It may, however, also be possible to use rectangular posts,
but the flow resistance for the same gap would be higher
and the fabrication becomes more difficult. The experimental data confirmed the effectiveness of the oval shaped
posts in temporarily stopping of liquid. The filling front
thus fills the entire row, and only after reaching the edge
of the CP, advances to the next row. The CP is thus filled
row-by-row.
Two distinct CPs were designed that guide the filling
front in two different ways. The first is called a serpentine
pump, because it guides the liquid front along a serpentine
path, Fig. 1b. As it reaches the edge of the CP, the liquid
front is guided to the next row while guiding structures are
included to prevent premature leakage into the subsequent
row. The second CP is called leading-edge pump, because
the liquid front is led along one edge of the CP and starts
sequentially filling each row from this edge, Fig. 1c. The
liquid front is guided by reducing the gap between the
‘‘leading’’ edge and the posts compared with the other
edges—hence creating a higher capillary pressure at the
leading edge—and thus forcing the liquid to fill each row
from that edge. In both CPs, the angle of the rows is varied
and tilted between 08 to 458 relative to the edge of the CP.

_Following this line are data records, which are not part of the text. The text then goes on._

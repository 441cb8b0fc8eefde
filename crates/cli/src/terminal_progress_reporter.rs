//! Terminal output for install runs and config commands
//!
//! Every line starts with an emoji (or a bracketed fallback when the terminal can't show
//! one). Colors are applied only when enabled. Errors and warnings go to stderr; everything
//! else goes to stdout.

use std::fmt::Display;

use console::{Emoji, style};
use olaf::diagnostic::Diagnostic;

static ERROR_EMOJI: Emoji<'_, '_> = Emoji("❌ ", "[E] ");
static INFO_EMOJI: Emoji<'_, '_> = Emoji("ℹ️ ", "[I] ");
static PROGRESS_EMOJI: Emoji<'_, '_> = Emoji("• ", " • ");
static SUCCESS_EMOJI: Emoji<'_, '_> = Emoji("✅ ", "OK ");
static WARN_EMOJI: Emoji<'_, '_> = Emoji("⚠️ ", "[W] ");

#[derive(Debug, Clone, Copy, PartialEq)]
pub(crate) enum MessageType {
    Error,
    Info,
    Progress,
    Success,
    Warning,
}

impl MessageType {
    fn prefix(self) -> Emoji<'static, 'static> {
        match self {
            Self::Error => ERROR_EMOJI,
            Self::Info => INFO_EMOJI,
            Self::Progress => PROGRESS_EMOJI,
            Self::Success => SUCCESS_EMOJI,
            Self::Warning => WARN_EMOJI,
        }
    }

    fn paint(self, message: impl Display) -> String {
        match self {
            Self::Error => style(message).for_stderr().red().bold().to_string(),
            Self::Info => style(message).blue().to_string(),
            Self::Progress => style(message).dim().to_string(),
            Self::Success => style(message).green().to_string(),
            Self::Warning => style(message).for_stderr().yellow().bold().to_string(),
        }
    }
}

/// Formats and prints user-facing status lines
#[derive(Debug, Clone, Copy)]
pub struct TerminalProgressReporter {
    use_colors: bool,
}

impl TerminalProgressReporter {
    #[must_use]
    pub fn new(use_colors: bool) -> Self {
        Self { use_colors }
    }

    pub(crate) fn use_colors(self) -> bool {
        self.use_colors
    }

    pub(crate) fn status_line(self, message_type: MessageType, message: impl Display) -> String {
        let body = if self.use_colors {
            message_type.paint(message)
        } else {
            message.to_string()
        };

        format!("{}{body}", message_type.prefix())
    }

    /// Indent `message` by `indent` spaces
    pub(crate) fn format(indent: usize, message: impl Display) -> String {
        format!("{:indent$}{}", "", message, indent = indent)
    }

    pub(crate) fn format_error(self, message: impl Display) -> String {
        self.status_line(MessageType::Error, message)
    }

    pub(crate) fn format_warning(self, message: impl Display) -> String {
        self.status_line(MessageType::Warning, message)
    }

    /// A diagnostic as a warning line, with the kind in front and the path behind
    pub(crate) fn format_diagnostic(self, diagnostic: &Diagnostic) -> String {
        let kind = if self.use_colors {
            style(diagnostic.kind()).yellow().to_string()
        } else {
            diagnostic.kind().to_string()
        };

        let line = match diagnostic.path() {
            Some(path) => format!("[{kind}] {} ({})", diagnostic.message(), path.display()),
            None => format!("[{kind}] {}", diagnostic.message()),
        };

        format!("{}{line}", WARN_EMOJI)
    }

    pub(crate) fn report(indent: usize, message: impl Display) {
        println!("{}", Self::format(indent, message));
    }

    pub(crate) fn report_progress(self, message: impl Display) {
        println!("{}", self.status_line(MessageType::Progress, message));
    }

    pub(crate) fn report_info(self, message: impl Display) {
        println!("{}", self.status_line(MessageType::Info, message));
    }

    pub(crate) fn report_success(self, message: impl Display) {
        println!("{}", self.status_line(MessageType::Success, message));
    }

    pub(crate) fn report_warning(self, message: impl Display) {
        eprintln!("{}", self.format_warning(message));
    }

    pub(crate) fn report_diagnostic(self, diagnostic: &Diagnostic) {
        eprintln!("{}", self.format_diagnostic(diagnostic));
    }

    pub(crate) fn report_error(self, message: impl Display) {
        eprintln!("{}", self.format_error(message));
    }
}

Manipulation of the filling front along the required directions allows filling of CPs with various geometries and thus
could save the footprint of the microfluidic circuits. Also,
by varying the filling front direction, the number of posts
per unit area of the CP and its capacity can be adjusted.
To test the two CP designs, simple capillary systems
consisting of a loading port, a capillary retention valve
(CRV), an external flow resistor, and the respective CP
were built, Fig. 1d (Juncker et al. 2002; Hitzbleck et al.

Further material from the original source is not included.